══ INFORMATION SHOWN
//! Wire model of the random-user API and its normalization into [`Client`].
//!
//! Every field of the raw record is optional at the serde level so that a
//! missing required field surfaces as [`RepositoryError::MalformedRecord`]
//! naming the field, while a structurally broken record surfaces as
//! [`RepositoryError::TransformError`].

use serde::Deserialize;
use serde_json::Value;

use crate::domain::client::{Client, ClientName, Location, Picture};
use crate::domain::types::ClientStatus;
use crate::repository::errors::{RepositoryError, RepositoryResult};

/// Top-level response body.
#[derive(Debug, Deserialize)]
pub struct RandomUserResponse {
    /// Raw records, normalized one by one so a bad record cannot sink the page.
    #[serde(default)]
    pub results: Vec<Value>,
    pub info: Option<RandomUserInfo>,
    /// Set by the service instead of `results` when it rejects a request.
    pub error: Option<String>,
}

#[derive(Debug, Deserialize)]
pub struct RandomUserInfo {
    pub seed: Option<String>,
    pub results: usize,
    pub page: Option<u32>,
}

#[derive(Debug, Default, Deserialize)]
pub struct RawLogin {
    pub uuid: Option<String>,
}

#[derive(Debug, Default, Deserialize)]
pub struct RawName {
    pub first: Option<String>,
    pub last: Option<String>,
}

#[derive(Debug, Default, Deserialize)]
pub struct RawLocation {
    pub city: Option<String>,
    pub country: Option<String>,
}

#[derive(Debug, Default, Deserialize)]
pub struct RawPicture {
    pub thumbnail: Option<String>,
    pub large: Option<String>,
}

/// Activity information, either a `status` string or an `active` flag.
#[derive(Debug, Deserialize)]
#[serde(untagged)]
pub enum RawActivity {
    Flag(bool),
    Label(String),
}

#[derive(Debug, Default, Deserialize)]
pub struct RawUser {
    pub login: Option<RawLogin>,
    pub name: Option<RawName>,
    pub email: Option<String>,
    pub phone: Option<String>,
    pub location: Option<RawLocation>,
    pub picture: Option<RawPicture>,
    pub status: Option<RawActivity>,
    pub active: Option<bool>,
}

fn required(value: Option<String>, field: &'static str) -> RepositoryResult<String> {
    value
        .map(|v| v.trim().to_string())
        .filter(|v| !v.is_empty())
        .ok_or(RepositoryError::MalformedRecord(field))
}

fn optional(value: Option<String>) -> String {
    value.map(|v| v.trim().to_string()).unwrap_or_default()
}

impl RawUser {
    /// Status from the record when it carries one, otherwise derived from `id`.
    fn status(&self, id: &str) -> ClientStatus {
        let explicit = match (&self.status, self.active) {
            (Some(RawActivity::Flag(flag)), _) => Some(ClientStatus::from(*flag)),
            (Some(RawActivity::Label(label)), _) => label.parse().ok(),
            (None, Some(flag)) => Some(ClientStatus::from(flag)),
            (None, None) => None,
        };
        explicit.unwrap_or_else(|| ClientStatus::derive_from_identity(id))
    }
}

impl TryFrom<RawUser> for Client {
    type Error = RepositoryError;

    fn try_from(raw: RawUser) -> Result<Self, Self::Error> {
        let id = required(raw.login.as_ref().and_then(|l| l.uuid.clone()), "login.uuid")?;
        let status = raw.status(&id);

        let name = raw.name.unwrap_or_default();
        let first = required(name.first, "name.first")?;
        let last = required(name.last, "name.last")?;
        let email = required(raw.email, "email")?;

        let location = raw.location.unwrap_or_default();
        let picture = raw.picture.unwrap_or_default();

        Ok(Client {
            id,
            name: ClientName { first, last },
            email,
            phone: optional(raw.phone),
            status,
            location: Location {
                city: optional(location.city),
                country: optional(location.country),
            },
            picture: Picture {
                thumbnail: optional(picture.thumbnail),
                large: optional(picture.large),
            },
        })
    }
}

/// Normalizes one raw JSON record.
pub fn normalize_record(value: Value) -> RepositoryResult<Client> {
    let raw: RawUser = serde_json::from_value(value)
        .map_err(|e| RepositoryError::TransformError(e.to_string()))?;
    Client::try_from(raw)
}

#[cfg(test)]
mod tests {
    use serde_json::json;

    use super::*;

    fn sample() -> Value {
        json!({
            "gender": "female",
            "name": { "title": "Ms", "first": "Léa", "last": "Martin" },
            "location": { "city": "Nantes", "country": "France", "postcode": 44000 },
            "email": "lea.martin@example.com",
            "login": { "uuid": "7a0eed16-9430-4d68-901f-c0d4c1c3bf00", "username": "bluecat" },
            "phone": "02-62-35-18-98",
            "picture": {
                "large": "https://randomuser.me/api/portraits/women/88.jpg",
                "medium": "https://randomuser.me/api/portraits/med/women/88.jpg",
                "thumbnail": "https://randomuser.me/api/portraits/thumb/women/88.jpg"
            }
        })
    }

    #[test]
    fn normalizes_full_record() {
        let client = normalize_record(sample()).expect("valid record");

        assert_eq!(client.id, "7a0eed16-9430-4d68-901f-c0d4c1c3bf00");
        assert_eq!(client.name.first, "Léa");
        assert_eq!(client.name.last, "Martin");
        assert_eq!(client.email, "lea.martin@example.com");
        assert_eq!(client.phone, "02-62-35-18-98");
        assert_eq!(client.location.city, "Nantes");
        assert_eq!(client.location.country, "France");
        assert_eq!(
            client.picture.thumbnail,
            "https://randomuser.me/api/portraits/thumb/women/88.jpg"
        );
        assert_eq!(
            client.status,
            ClientStatus::derive_from_identity("7a0eed16-9430-4d68-901f-c0d4c1c3bf00")
        );
    }

    #[test]
    fn normalization_is_repeatable() {
        let a = normalize_record(sample()).unwrap();
        let b = normalize_record(sample()).unwrap();
        assert_eq!(a, b);
    }

    #[test]
    fn explicit_activity_wins_over_derivation() {
        let mut flagged = sample();
        flagged["active"] = json!(false);
        assert_eq!(
            normalize_record(flagged).unwrap().status,
            ClientStatus::Inactive
        );

        let mut labelled = sample();
        labelled["status"] = json!("Active");
        assert_eq!(
            normalize_record(labelled).unwrap().status,
            ClientStatus::Active
        );
    }

    #[test]
    fn missing_required_fields_are_reported() {
        let mut no_id = sample();
        no_id["login"] = json!({ "username": "bluecat" });
        assert!(matches!(
            normalize_record(no_id),
            Err(RepositoryError::MalformedRecord("login.uuid"))
        ));

        let mut blank_email = sample();
        blank_email["email"] = json!("   ");
        assert!(matches!(
            normalize_record(blank_email),
            Err(RepositoryError::MalformedRecord("email"))
        ));

        let mut no_last = sample();
        no_last["name"] = json!({ "first": "Léa" });
        assert!(matches!(
            normalize_record(no_last),
            Err(RepositoryError::MalformedRecord("name.last"))
        ));
    }

    #[test]
    fn optional_fields_default_to_empty() {
        let record = json!({
            "login": { "uuid": "u-1" },
            "name": { "first": "A", "last": "B" },
            "email": "a@b.test"
        });
        let client = normalize_record(record).unwrap();
        assert_eq!(client.phone, "");
        assert_eq!(client.location.city, "");
        assert_eq!(client.picture.large, "");
    }

    #[test]
    fn wrongly_typed_record_is_a_transform_error() {
        let record = json!({ "login": { "uuid": 42 }, "email": "x@y.test" });
        assert!(matches!(
            normalize_record(record),
            Err(RepositoryError::TransformError(_))
        ));
        assert!(matches!(
            normalize_record(json!("not an object")),
            Err(RepositoryError::TransformError(_))
        ));
    }
}
//! Form for changing the theme preference.

use serde::Deserialize;

use crate::domain::types::Theme;
use crate::forms::FormError;

#[derive(Debug, Deserialize)]
pub struct ThemeForm {
    #[serde(default)]
    pub theme: String,
}

impl TryFrom<ThemeForm> for Theme {
    type Error = FormError;

    fn try_from(form: ThemeForm) -> Result<Self, Self::Error> {
        form.theme
            .parse()
            .map_err(|_| FormError::InvalidTheme(form.theme.trim().to_string()))
    }
}

#[cfg(test)]
mod tests {
    use super::*;

    #[test]
    fn parses_known_themes() {
        let form = ThemeForm {
            theme: " Dark ".to_string(),
        };
        assert_eq!(Theme::try_from(form).unwrap(), Theme::Dark);
    }

    #[test]
    fn rejects_unknown_theme() {
        let form = ThemeForm {
            theme: "sepia".to_string(),
        };
        assert!(matches!(
            Theme::try_from(form),
            Err(FormError::InvalidTheme(name)) if name == "sepia"
        ));
    }
}
//! Data transfer objects returned by the service layer.

pub mod api;
pub mod client;
use std::str::FromStr;

use serde::{Deserialize, Serialize};

use crate::table::TableError;
use crate::table::column::ColumnKey;

#[derive(Clone, Copy, Debug, Serialize, Deserialize, PartialEq, Eq, Hash)]
#[serde(rename_all = "lowercase")]
pub enum SortDirection {
    Ascending,
    Descending,
}

#[derive(Clone, Copy, Debug, Serialize, Deserialize, PartialEq, Eq, Hash)]
pub struct SortSpec {
    pub column: ColumnKey,
    pub direction: SortDirection,
}

/// Parses `column` (ascending) or `-column` (descending).
impl FromStr for SortSpec {
    type Err = TableError;

    fn from_str(s: &str) -> Result<Self, Self::Err> {
        let s = s.trim();
        let (direction, name) = match s.strip_prefix('-') {
            Some(rest) => (SortDirection::Descending, rest),
            None => (SortDirection::Ascending, s),
        };
        Ok(SortSpec {
            column: name.parse()?,
            direction,
        })
    }
}

/// Single-column sort state.
///
/// Toggling one column cycles `unsorted -> ascending -> descending -> unsorted`;
/// toggling another column starts it at ascending and drops the previous one.
#[derive(Clone, Copy, Debug, Default, PartialEq, Eq)]
pub struct SortState(Option<SortSpec>);

impl SortState {
    pub fn current(&self) -> Option<SortSpec> {
        self.0
    }

    pub fn direction_of(&self, column: ColumnKey) -> Option<SortDirection> {
        self.0
            .filter(|spec| spec.column == column)
            .map(|spec| spec.direction)
    }

    /// Advances `column` one step and returns its new direction.
    pub fn toggle(&mut self, column: ColumnKey) -> Option<SortDirection> {
        let next = match self.direction_of(column) {
            None => Some(SortDirection::Ascending),
            Some(SortDirection::Ascending) => Some(SortDirection::Descending),
            Some(SortDirection::Descending) => None,
        };
        self.0 = next.map(|direction| SortSpec { column, direction });
        next
    }

    pub fn set(&mut self, spec: Option<SortSpec>) {
        self.0 = spec;
    }
}
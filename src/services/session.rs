//! Interactive listing state for one presentation-layer view.
//!
//! The session owns the current request parameters, the table state and the
//! last applied page. Every load takes a generation ticket; when a newer load
//! was started before an older one resolved, the older result is discarded so
//! the view always reflects the last request issued.

use std::sync::atomic::{AtomicU64, Ordering};
use std::sync::{Arc, Mutex, MutexGuard, PoisonError};

use crate::domain::client::{Client, ClientPage};
use crate::domain::types::{PageNumber, PageSize};
use crate::repository::{ClientListQuery, ClientReader, QueryCache, QueryState};
use crate::services::{ServiceError, ServiceResult};
use crate::table::TableEngine;
use crate::table::column::ColumnKey;
use crate::table::sort::SortDirection;

#[derive(Debug, Clone, Copy, PartialEq, Eq)]
pub enum LoadOutcome {
    /// The fetched page is now the one on display.
    Applied,
    /// A newer request was issued meanwhile; this result was dropped.
    Superseded,
}

#[derive(Debug, Default)]
struct SessionView {
    query: ClientListQuery,
    table: TableEngine,
    page: Option<ClientPage>,
    error: Option<String>,
}

pub struct ClientListSession<R> {
    cache: Arc<QueryCache<R>>,
    generation: AtomicU64,
    view: Mutex<SessionView>,
}

impl<R> ClientListSession<R>
where
    R: ClientReader,
{
    pub fn new(cache: Arc<QueryCache<R>>) -> Self {
        Self::with_query(cache, ClientListQuery::default())
    }

    /// Starts a session on `query` without loading it yet.
    pub fn with_query(cache: Arc<QueryCache<R>>, query: ClientListQuery) -> Self {
        let mut table = TableEngine::default();
        if table.set_sort(query.sort).is_err() {
            log::warn!("Ignoring unsortable initial sort for clients session");
        }
        let query = ClientListQuery {
            sort: table.sort_state().current(),
            ..query
        };
        Self {
            cache,
            generation: AtomicU64::new(0),
            view: Mutex::new(SessionView {
                query,
                table,
                ..SessionView::default()
            }),
        }
    }

    fn view(&self) -> MutexGuard<'_, SessionView> {
        self.view.lock().unwrap_or_else(PoisonError::into_inner)
    }

    /// Fetches the page for the current query and applies it if still current.
    pub async fn load(&self) -> ServiceResult<LoadOutcome> {
        let (ticket, query) = {
            let view = self.view();
            let ticket = self.generation.fetch_add(1, Ordering::SeqCst) + 1;
            (ticket, view.query.clone())
        };

        let result = self.cache.get(&query).await;

        let mut view = self.view();
        if self.generation.load(Ordering::SeqCst) != ticket {
            log::debug!(
                "Discarding superseded result for clients page {} (request {ticket})",
                query.page
            );
            return Ok(LoadOutcome::Superseded);
        }

        match result {
            Ok(page) => {
                view.page = Some(page);
                view.error = None;
                Ok(LoadOutcome::Applied)
            }
            Err(err) => {
                log::error!("Failed to load clients page {}: {err}", query.page);
                view.error = Some(err.to_string());
                Err(err.into())
            }
        }
    }

    /// Drops the cached page for the current query and loads it again.
    pub async fn refresh(&self) -> ServiceResult<LoadOutcome> {
        let query = self.query();
        self.cache.invalidate(&query).await;
        self.load().await
    }

    pub async fn set_page(&self, page: u32) -> ServiceResult<LoadOutcome> {
        let page = PageNumber::new(page)?;
        self.view().query.page = page;
        self.load().await
    }

    pub async fn next_page(&self) -> ServiceResult<LoadOutcome> {
        {
            let mut view = self.view();
            view.query.page = view.query.page.next();
        }
        self.load().await
    }

    /// Moves one page back; on the first page this only reloads it.
    pub async fn previous_page(&self) -> ServiceResult<LoadOutcome> {
        {
            let mut view = self.view();
            view.query.page = view.query.page.previous();
        }
        self.load().await
    }

    /// Changes the page size. Values outside the menu are rejected and the
    /// current size is kept.
    pub async fn set_page_size(&self, page_size: u32) -> ServiceResult<LoadOutcome> {
        let page_size = PageSize::new(page_size).map_err(|err| {
            log::warn!("Rejected page size change: {err}");
            ServiceError::from(err)
        })?;
        self.view().query.page_size = page_size;
        self.load().await
    }

    pub async fn set_search(&self, term: &str) -> ServiceResult<LoadOutcome> {
        {
            let mut view = self.view();
            let query = std::mem::take(&mut view.query);
            view.query = query.search(term);
        }
        self.load().await
    }

    /// Advances the sort indicator of `column`; sorting never triggers a fetch.
    pub fn toggle_sort(&self, column: ColumnKey) -> ServiceResult<Option<SortDirection>> {
        let mut view = self.view();
        let direction = view.table.toggle_sort(column)?;
        view.query.sort = view.table.sort_state().current();
        Ok(direction)
    }

    pub fn sort_direction(&self, column: ColumnKey) -> Option<SortDirection> {
        self.view().table.sort_direction(column)
    }

    pub fn set_global_filter(&self, value: &str) {
        self.view().table.set_global_filter(value);
    }

    pub fn set_column_filter(&self, column: ColumnKey, value: &str) -> ServiceResult<()> {
        self.view().table.set_column_filter(column, value)?;
        Ok(())
    }

    pub fn set_column_visible(&self, column: ColumnKey, visible: bool) -> ServiceResult<()> {
        self.view().table.set_column_visible(column, visible)?;
        Ok(())
    }

    pub fn query(&self) -> ClientListQuery {
        self.view().query.clone()
    }

    /// Rows of the applied page in display order.
    pub fn visible_rows(&self) -> Vec<Client> {
        let view = self.view();
        match &view.page {
            Some(page) => view.table.rows(&page.clients).into_iter().cloned().collect(),
            None => Vec::new(),
        }
    }

    /// Total reported by the source for the applied page.
    pub fn total(&self) -> Option<usize> {
        self.view().page.as_ref().map(|page| page.total)
    }

    pub fn find_client(&self, id: &str) -> Option<Client> {
        self.view()
            .page
            .as_ref()
            .and_then(|page| page.find(id))
            .cloned()
    }

    /// Error of the last applied load, if it failed.
    pub fn error(&self) -> Option<String> {
        self.view().error.clone()
    }

    /// Loading/stale/error state of the current query in the cache.
    pub fn state(&self) -> QueryState {
        let query = self.query();
        self.cache.state(&query)
    }
}
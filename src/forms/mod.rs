//! Form definitions backing the listing routes.

use thiserror::Error;
use validator::ValidationErrors;

pub mod clients;
pub mod preferences;

#[derive(Debug, Error)]
/// Errors that can occur when processing form data.
pub enum FormError {
    #[error("validation errors: {0}")]
    Validation(#[from] ValidationErrors),

    #[error("invalid page: {0}")]
    InvalidPage(String),

    #[error("invalid page size: {0}")]
    InvalidPageSize(String),

    #[error("invalid sort: {0}")]
    InvalidSort(String),

    #[error("invalid theme: {0}")]
    InvalidTheme(String),
}
//! Environmental features and move resolution

pub mod features;
pub mod generation;
pub mod gravity;
pub mod resolve;

pub use features::{
    Blocker, CaptureZone, Feature, FeatureKind, FeatureLayout, FeatureSet, SlowZone, Teleporter,
};
pub use generation::SpawnBounds;
pub use gravity::GravitationalSink;
pub use resolve::{resolve, Outcome, Resolution, SlowZonePolicy};
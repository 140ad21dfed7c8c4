//! Walker state: position, movement type, speed and history

use rand::Rng;
use serde::{Deserialize, Serialize};

use crate::core::types::{AgentId, Point};
use crate::walker::movement::MovementType;

/// Speed state toggled by slow zones
#[derive(Debug, Clone, Copy, PartialEq, Eq, Default, Serialize, Deserialize)]
#[serde(rename_all = "snake_case")]
pub enum SpeedState {
    #[default]
    Normal,
    Slowed,
}

/// Lifecycle of a walker within one run
#[derive(Debug, Clone, Copy, PartialEq, Eq, Default)]
pub enum WalkerPhase {
    /// At the origin, waiting for the first step
    #[default]
    Initialized,
    Stepping,
    Done,
}

/// A random-walking agent
#[derive(Debug, Clone)]
pub struct Walker<const D: usize> {
    id: AgentId,
    position: Point<D>,
    movement: MovementType,
    /// Previous positions, oldest first. Never includes `position`.
    history: Vec<Point<D>>,
    speed: SpeedState,
    restart_enabled: bool,
    phase: WalkerPhase,
}

impl<const D: usize> Walker<D> {
    pub fn new(id: AgentId, movement: MovementType, restart_enabled: bool) -> Self {
        Self {
            id,
            position: Point::origin(),
            movement,
            history: Vec::new(),
            speed: SpeedState::Normal,
            restart_enabled,
            phase: WalkerPhase::Initialized,
        }
    }

    pub fn id(&self) -> AgentId {
        self.id
    }

    pub fn position(&self) -> Point<D> {
        self.position
    }

    pub fn movement(&self) -> MovementType {
        self.movement
    }

    pub fn history(&self) -> &[Point<D>] {
        &self.history
    }

    pub fn speed(&self) -> SpeedState {
        self.speed
    }

    pub fn is_slowed(&self) -> bool {
        self.speed == SpeedState::Slowed
    }

    pub fn restart_enabled(&self) -> bool {
        self.restart_enabled
    }

    pub fn phase(&self) -> WalkerPhase {
        self.phase
    }

    pub fn distance_from_origin(&self) -> f64 {
        self.position.norm()
    }

    pub fn slow_down(&mut self) {
        self.speed = SpeedState::Slowed;
    }

    pub fn regular_speed(&mut self) {
        self.speed = SpeedState::Normal;
    }

    pub(crate) fn set_phase(&mut self, phase: WalkerPhase) {
        self.phase = phase;
    }

    /// Move to `accepted`, then roll the restart check
    ///
    /// The old position goes to history even when `accepted` equals it
    /// (blocked moves still take a tick). Returns the resulting position.
    pub(crate) fn advance<R: Rng + ?Sized>(
        &mut self,
        accepted: Point<D>,
        restart_probability: f64,
        rng: &mut R,
    ) -> Point<D> {
        self.history.push(self.position);
        self.position = accepted;
        if self.restart_enabled && rng.gen_bool(restart_probability) {
            tracing::trace!("Walker {:?} restarted at the origin", self.id);
            self.position = Point::origin();
        }
        self.position
    }

    /// Back to the origin at normal speed; history is kept
    pub fn reset(&mut self) {
        self.position = Point::origin();
        self.speed = SpeedState::Normal;
        self.phase = WalkerPhase::Initialized;
    }
}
════
[GOAL OF THE EXERCISE] Above are some lines. Repeat exactly, and only, those from the line that has "ClientStatus::Inactive" through the line that has "let mut blank_email = sample();".

[ANSWER TO THIS EXERCISE]
            ClientStatus::Inactive
        );

        let mut labelled = sample();
        labelled["status"] = json!("Active");
        assert_eq!(
            normalize_record(labelled).unwrap().status,
            ClientStatus::Active
        );
    }

    #[test]
    fn missing_required_fields_are_reported() {
        let mut no_id = sample();
        no_id["login"] = json!({ "username": "bluecat" });
        assert!(matches!(
            normalize_record(no_id),
            Err(RepositoryError::MalformedRecord("login.uuid"))
        ));

        let mut blank_email = sample();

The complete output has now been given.